Il Progetto già operativo da cinque anni denominato:“Carovana della Speranza “.
Esso ha originato un movimento a livello nazionale d’umanizzazione delle carceri e per il reinserimento degli exdetenuti. L’indirizzo di questo progetto, già operativi da oltre cinque anni, si orienta in due direzioni precise:
sensibilizzazione culturale a livello nazionale rivolta, tramite l’opera di una parte della Polizia Penitenziaria, ad umanizzare ed elevare le dimensioni relazionali e rieducativo-dinamiche del sistema penitenziario, elevando altresì il ruolo della polizia, a vero soggetto attivo nella rieducazione;
Proposta ed impegno per recuperare spazi per l’accoglienza a chi esce dalle strutture penitenziarie a fine pena e per rendere percorribili le misure alternative e per avviare veri percorsi formativi per l’avviamento al lavoro ed alla normalità.

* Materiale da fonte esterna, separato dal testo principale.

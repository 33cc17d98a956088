//! Sequential pagination over Slack collections
//!
//! Slack uses two continuation styles:
//!
//! | Style  | Wire shape                            | Continue while        |
//! |--------|---------------------------------------|-----------------------|
//! | Cursor | `response_metadata.next_cursor`       | cursor is non-empty   |
//! | Page   | `paging.page`, `paging.pages`         | `page < pages`        |
//!
//! A `Paginator` requests one page at a time and only asks for the next page
//! once the caller has consumed the current one, so a collection is never
//! fetched concurrently. An `ok: false` page is logged with its raw body and
//! ends the stream quietly; `outcome()` tells the two endings apart.

use crate::api::{
    ConversationsListResponse, Decoded, FilesListResponse, HasEnvelope, MessagesResponse,
    ResponseMetadata, UsersListResponse,
};
use crate::api::{Channel, File, Message, User};
use crate::Result;
use std::future::Future;
use std::marker::PhantomData;

/// Continuation token passed back to the fetch function
#[derive(Debug, Clone, PartialEq, Eq)]
pub enum PageToken {
    Cursor(String),
    Page(u32),
}

impl PageToken {
    /// Cursor to send, `None` on the first request
    pub fn cursor(token: Option<&PageToken>) -> Option<&str> {
        match token {
            Some(PageToken::Cursor(cursor)) => Some(cursor.as_str()),
            _ => None,
        }
    }

    /// Page number to send, starting at 1
    pub fn page(token: Option<&PageToken>) -> u32 {
        match token {
            Some(PageToken::Page(page)) => *page,
            _ => 1,
        }
    }
}

/// How a pagination stream ended
#[derive(Debug, Clone, PartialEq, Eq)]
pub enum PageOutcome {
    /// Still has pages to fetch
    Pending,
    /// The last page said there was nothing more
    Exhausted,
    /// Slack answered `ok: false` with this error code
    ApiError(String),
    /// The fetch itself failed (transport or decode)
    Failed,
}

/// A response type that carries one page of a collection
pub trait Paginated: HasEnvelope {
    type Item;

    /// Token for the following page, `None` when this is the last page
    fn next_token(&self) -> Option<PageToken>;

    fn into_items(self) -> Vec<Self::Item>;
}

fn cursor_token(metadata: Option<&ResponseMetadata>) -> Option<PageToken> {
    metadata
        .map(|m| m.next_cursor.trim())
        .filter(|cursor| !cursor.is_empty())
        .map(|cursor| PageToken::Cursor(cursor.to_string()))
}

impl Paginated for ConversationsListResponse {
    type Item = Channel;

    fn next_token(&self) -> Option<PageToken> {
        cursor_token(self.response_metadata.as_ref())
    }

    fn into_items(self) -> Vec<Channel> {
        self.channels
    }
}

impl Paginated for UsersListResponse {
    type Item = User;

    fn next_token(&self) -> Option<PageToken> {
        cursor_token(self.response_metadata.as_ref())
    }

    fn into_items(self) -> Vec<User> {
        self.members
    }
}

impl Paginated for MessagesResponse {
    type Item = Message;

    fn next_token(&self) -> Option<PageToken> {
        cursor_token(self.response_metadata.as_ref())
    }

    fn into_items(self) -> Vec<Message> {
        self.messages
    }
}

impl Paginated for FilesListResponse {
    type Item = File;

    fn next_token(&self) -> Option<PageToken> {
        let paging = self.paging.as_ref()?;
        if paging.page < paging.pages {
            Some(PageToken::Page(paging.page + 1))
        } else {
            None
        }
    }

    fn into_items(self) -> Vec<File> {
        self.files
    }
}

/// Drives a fetch function across all pages of one collection
pub struct Paginator<P, F> {
    method: &'static str,
    fetch: F,
    next: Option<Option<PageToken>>,
    outcome: PageOutcome,
    pages_fetched: usize,
    _page: PhantomData<fn() -> P>,
}

impl<P, F, Fut> Paginator<P, F>
where
    P: Paginated,
    F: FnMut(Option<PageToken>) -> Fut,
    Fut: Future<Output = Result<Decoded<P>>>,
{
    /// Creates a paginator; `fetch` receives `None` for the first page
    ///
    /// # Example
    ///
    /// ```no_run
    /// use slack_harvest::api::SlackApi;
    /// use slack_harvest::crawler::{PageToken, Paginator};
    ///
    /// # async fn example(api: &SlackApi) -> slack_harvest::Result<()> {
    /// let mut history = Paginator::new("conversations.history", |token: Option<PageToken>| async move {
    ///     api.conversations_history("C1", PageToken::cursor(token.as_ref())).await
    /// });
    /// while let Some(messages) = history.next_page().await? {
    ///     println!("{} messages", messages.len());
    /// }
    /// # Ok(())
    /// # }
    /// ```
    pub fn new(method: &'static str, fetch: F) -> Self {
        Self {
            method,
            fetch,
            next: Some(None),
            outcome: PageOutcome::Pending,
            pages_fetched: 0,
            _page: PhantomData,
        }
    }

    /// Fetches the next page
    ///
    /// Returns `Ok(None)` once the collection is exhausted or Slack reported
    /// an error; transport and decode failures are returned as `Err` and also
    /// end the stream.
    pub async fn next_page(&mut self) -> Result<Option<Vec<P::Item>>> {
        let Some(token) = self.next.take() else {
            return Ok(None);
        };

        let page = match (self.fetch)(token).await {
            Ok(page) => page,
            Err(e) => {
                self.outcome = PageOutcome::Failed;
                return Err(e);
            }
        };

        if !page.is_ok() {
            tracing::warn!(
                method = %self.method,
                error = %page.error_code(),
                body = %page.raw,
                pages_fetched = self.pages_fetched,
                "Slack API error, stopping pagination"
            );
            self.outcome = PageOutcome::ApiError(page.error_code().to_string());
            return Ok(None);
        }

        self.pages_fetched += 1;
        match page.value.next_token() {
            Some(token) => self.next = Some(Some(token)),
            None => self.outcome = PageOutcome::Exhausted,
        }

        Ok(Some(page.value.into_items()))
    }

    /// Hands every item to `on_item`, page by page, and reports how the stream ended
    pub async fn for_each<G>(mut self, mut on_item: G) -> Result<PageOutcome>
    where
        G: FnMut(P::Item),
    {
        while let Some(items) = self.next_page().await? {
            for item in items {
                on_item(item);
            }
        }
        Ok(self.outcome)
    }

    /// Drains the whole collection into a vector
    pub async fn collect(self) -> Result<Vec<P::Item>> {
        let mut all = Vec::new();
        self.for_each(|item| all.push(item)).await?;
        Ok(all)
    }

    pub fn outcome(&self) -> &PageOutcome {
        &self.outcome
    }

    pub fn pages_fetched(&self) -> usize {
        self.pages_fetched
    }
}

La “Carovana della Speranza” ha originato un movimento che ha avuto sostenitori ed incoraggiamento dal Capo dello Stato il Presidente della Repubblica italiana, a senatori e deputati della Repubblica, agli Assessori ed Amministratori della Regione Piemonte ed ella Città di Torino a personalità di pensiero, Direttori d’Istituti di pena, operatori del Ministero di Grazia e Giustizia, della Polizia Penitenziaria e del suo Sindacato Nazionale.

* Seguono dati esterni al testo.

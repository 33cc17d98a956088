//! Slack-Harvest main entry point
//!
//! This is the command-line interface for the Slack-Harvest workspace crawler.

use anyhow::Context;
use clap::Parser;
use slack_harvest::config::{load_config_with_hash, Config};
use slack_harvest::crawler::crawl;
use slack_harvest::output::{load_statistics, print_statistics, print_summary};
use slack_harvest::storage::open_storage;
use std::path::{Path, PathBuf};
use tracing_subscriber::EnvFilter;

/// Slack-Harvest: a Slack workspace crawler
///
/// Slack-Harvest walks channels, messages, thread replies and files through
/// the Slack Web API and stores one flat record per item for indexing.
#[derive(Parser, Debug)]
#[command(name = "slack-harvest")]
#[command(version)]
#[command(about = "Crawl a Slack workspace into index records", long_about = None)]
struct Cli {
    /// Path to TOML configuration file
    #[arg(value_name = "CONFIG")]
    config: PathBuf,

    /// Increase logging verbosity (-v, -vv, -vvv)
    #[arg(short, long, action = clap::ArgAction::Count)]
    verbose: u8,

    /// Suppress non-error output
    #[arg(short, long, conflicts_with = "verbose")]
    quiet: bool,

    /// Validate config and show what would be crawled without actually crawling
    #[arg(long, conflicts_with = "stats")]
    dry_run: bool,

    /// Show statistics from the database and exit
    #[arg(long, conflicts_with = "dry_run")]
    stats: bool,
}

#[tokio::main]
async fn main() -> anyhow::Result<()> {
    let cli = Cli::parse();

    // Setup logging based on verbosity
    setup_logging(cli.verbose, cli.quiet);

    tracing::info!("Loading configuration from: {}", cli.config.display());
    let (config, config_hash) = load_config_with_hash(&cli.config)
        .with_context(|| format!("Failed to load configuration from {}", cli.config.display()))?;
    tracing::info!("Configuration loaded successfully (hash: {})", config_hash);

    if cli.dry_run {
        handle_dry_run(&config);
    } else if cli.stats {
        handle_stats(&config)?;
    } else {
        handle_crawl(config, &config_hash).await?;
    }

    Ok(())
}

/// Sets up the logging/tracing subscriber based on verbosity level
fn setup_logging(verbose: u8, quiet: bool) {
    let filter = if quiet {
        // Only show errors
        EnvFilter::new("error")
    } else {
        match verbose {
            0 => EnvFilter::new("slack_harvest=info,warn"),
            1 => EnvFilter::new("slack_harvest=debug,info"),
            2 => EnvFilter::new("slack_harvest=trace,debug"),
            _ => EnvFilter::new("trace"),
        }
    };

    tracing_subscriber::fmt()
        .with_env_filter(filter)
        .with_target(false)
        .with_thread_ids(false)
        .with_file(false)
        .init();
}

/// Handles the --dry-run mode: shows what would be crawled
fn handle_dry_run(config: &Config) {
    println!("=== Slack-Harvest Dry Run ===\n");

    println!("Slack:");
    println!("  API: {}", config.slack.api_base_url);
    if let Some(proxy) = config.slack.proxy_address() {
        println!("  Proxy: {}", proxy);
    }
    println!("  Conversation types: {}", config.slack.conversation_types());
    match config.slack.channel_names() {
        Some(names) => {
            println!("  Channels ({}):", names.len());
            for name in names {
                println!("    - #{}", name);
            }
        }
        None => println!("  Channels: all visible to the token"),
    }

    println!("\nCrawler:");
    println!("  Worker threads: {}", config.crawler.thread_count);
    println!("  Queue capacity: {}", config.crawler.queue_capacity);
    println!("  Shutdown grace: {}s", config.crawler.shutdown_grace_secs);

    println!("\nFiles:");
    if config.files.enabled {
        println!("  Max size: {} bytes", config.files.max_size);
        println!("  MIME types: {}", config.files.mime_types.join(", "));
        println!("  Ignore extraction errors: {}", config.files.ignore_error);
    } else {
        println!("  Disabled");
    }

    if !config.filter.include_urls.is_empty() || !config.filter.exclude_urls.is_empty() {
        println!("\nURL filter:");
        for pattern in &config.filter.include_urls {
            println!("  + {}", pattern);
        }
        for pattern in &config.filter.exclude_urls {
            println!("  - {}", pattern);
        }
    }

    println!("\nOutput:");
    println!("  Database: {}", config.output.database_path);
    if !config.default_fields.is_empty() {
        println!("  Default fields:");
        for (key, value) in &config.default_fields {
            println!("    {} = {}", key, value);
        }
    }

    println!("\n✓ Configuration is valid");
}

/// Handles the --stats mode: shows statistics from the database
fn handle_stats(config: &Config) -> anyhow::Result<()> {
    println!("Database: {}\n", config.output.database_path);

    let storage = open_storage(Path::new(&config.output.database_path))
        .with_context(|| format!("Failed to open database {}", config.output.database_path))?;
    let stats = load_statistics(&storage).context("Failed to load statistics")?;
    print_statistics(&stats);

    Ok(())
}

/// Handles the main crawl operation
async fn handle_crawl(config: Config, config_hash: &str) -> anyhow::Result<()> {
    match crawl(config, config_hash).await {
        Ok(summary) => {
            tracing::info!("Crawl completed successfully");
            print_summary(&summary);
            Ok(())
        }
        Err(e) => {
            tracing::error!("Crawl failed: {}", e);
            Err(e).context("Crawl failed")
        }
    }
}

Sempre come riferimenti progettuali nati da queste impostazioni sistemiche e da quest’impianto ampiamente trasversale e coinvolgente una rete d’esperienze e contributi, i loro network veramente unica e ponderosa, a livello sia accademico, scientifico che esperienziale ad alto livello politico, amministrativo, manageriale ed operativo d’impatto diretto si annovera il progetto pilota “Progetto Speranza”.

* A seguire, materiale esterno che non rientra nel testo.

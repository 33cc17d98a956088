use crate::config::types::Config;
use crate::config::validation::validate;
use crate::ConfigError;
use sha2::{Digest, Sha256};
use std::path::Path;

/// Loads and parses a configuration file from the given path
///
/// # Arguments
///
/// * `path` - Path to the TOML configuration file
///
/// # Returns
///
/// * `Ok(Config)` - Successfully loaded and validated configuration
/// * `Err(ConfigError)` - Failed to load, parse, or validate the configuration
///
/// # Example
///
/// ```no_run
/// use std::path::Path;
/// use slack_harvest::config::load_config;
///
/// let config = load_config(Path::new("harvest.toml")).unwrap();
/// println!("Workers: {}", config.crawler.thread_count);
/// ```
pub fn load_config(path: &Path) -> Result<Config, ConfigError> {
    let content = std::fs::read_to_string(path)?;
    parse_config(&content)
}

/// Parses and validates configuration from TOML text
pub fn parse_config(content: &str) -> Result<Config, ConfigError> {
    let config: Config = toml::from_str(content)?;
    validate(&config)?;
    Ok(config)
}

/// Computes a SHA-256 hash of the configuration file content
///
/// The hash is stored with each crawl run so runs made with different
/// settings can be told apart.
pub fn compute_config_hash(path: &Path) -> Result<String, ConfigError> {
    let content = std::fs::read_to_string(path)?;
    let mut hasher = Sha256::new();
    hasher.update(content.as_bytes());
    Ok(hex::encode(hasher.finalize()))
}

/// Loads a configuration and returns both the config and its hash
pub fn load_config_with_hash(path: &Path) -> Result<(Config, String), ConfigError> {
    let config = load_config(path)?;
    let hash = compute_config_hash(path)?;
    Ok((config, hash))
}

Esso nasce da un’analisi compiuta nella Città di Torino sulla situazione in cui avvengono le uscite dalle Case Circondariali Le Vallette e Le Nuove al termine della pena. Si sono anche analizzate situazioni di disperazione che hanno portato al suicidio sia durante la pena sia soprattutto in prossimità delle dimissioni dall’istituto penitenziario. Una lunga attività d’affiancamento diretta di casi di exdetenuti sia in situazioni di fine pena, sia in fase di richiesta di misure alternative, sia all’interno delle strutture penitenziarie ha portato alla sistematizzazione dello studio di base per un progetto “pilota” durato circa due anni nella sua operatività concreta in mezzo a difficoltà d’ogni sorta, a volte addirittura impensabili e superate con gran difficoltà anche strutturali, legate a spazi lesinati ed insufficienti, carenze di coperture economiche, esiguità d’operatori, totalizzando uno sforzo pesante, che esige maggior sostegno sia in termini di spazi sia di copertura di spesa da parte delle Amministrazioni. Infatti in questa opera ci si scontra contro una serie di difficoltà in cui Piazzale Speranza ha dovuto fare troppe volte da supplenza non adeguata alle carenze strutturali del sistema di reinserimento che aldilà delle impostazioni legislative e orientative non scendeva direttamente in campo e preferisce utilizzare le “risorse del volontariato”. A questo riguardo, pur seguitando a fare attività di sostegno e supplenza lì dove vi sono carenze strutturali, si chiede, in fase di revisione di tale progetto, da parte di Piazzale Speranza, maggior sostegno e maggior spirito collaborativo: intanto come “spazi operativi”: non si può infatti contenere persone in vere e proprie comunità lavorative e valoriali senza spazi adeguati e congrui. Inoltre come risorse economiche si chiede la copertura totale di spesa, essendo un servizio che dovrebbe essere assolto dallo Stato per problematiche che in sé sono estremamente gravi e che se risolte, hanno un impatto diretto su problemi gravissimi come l’ordine pubblico e la lotta alla criminalità. La lunga esperienza di contatto diretto con le situazioni che sono obiettivo del presente progetto sistemico ci fa scontrare con dati statistici che disegnano la drammaticità della situazione dei reinserimenti o della fatica che s’incontra per avviare nel concreto le misure alternative alla carcerazione.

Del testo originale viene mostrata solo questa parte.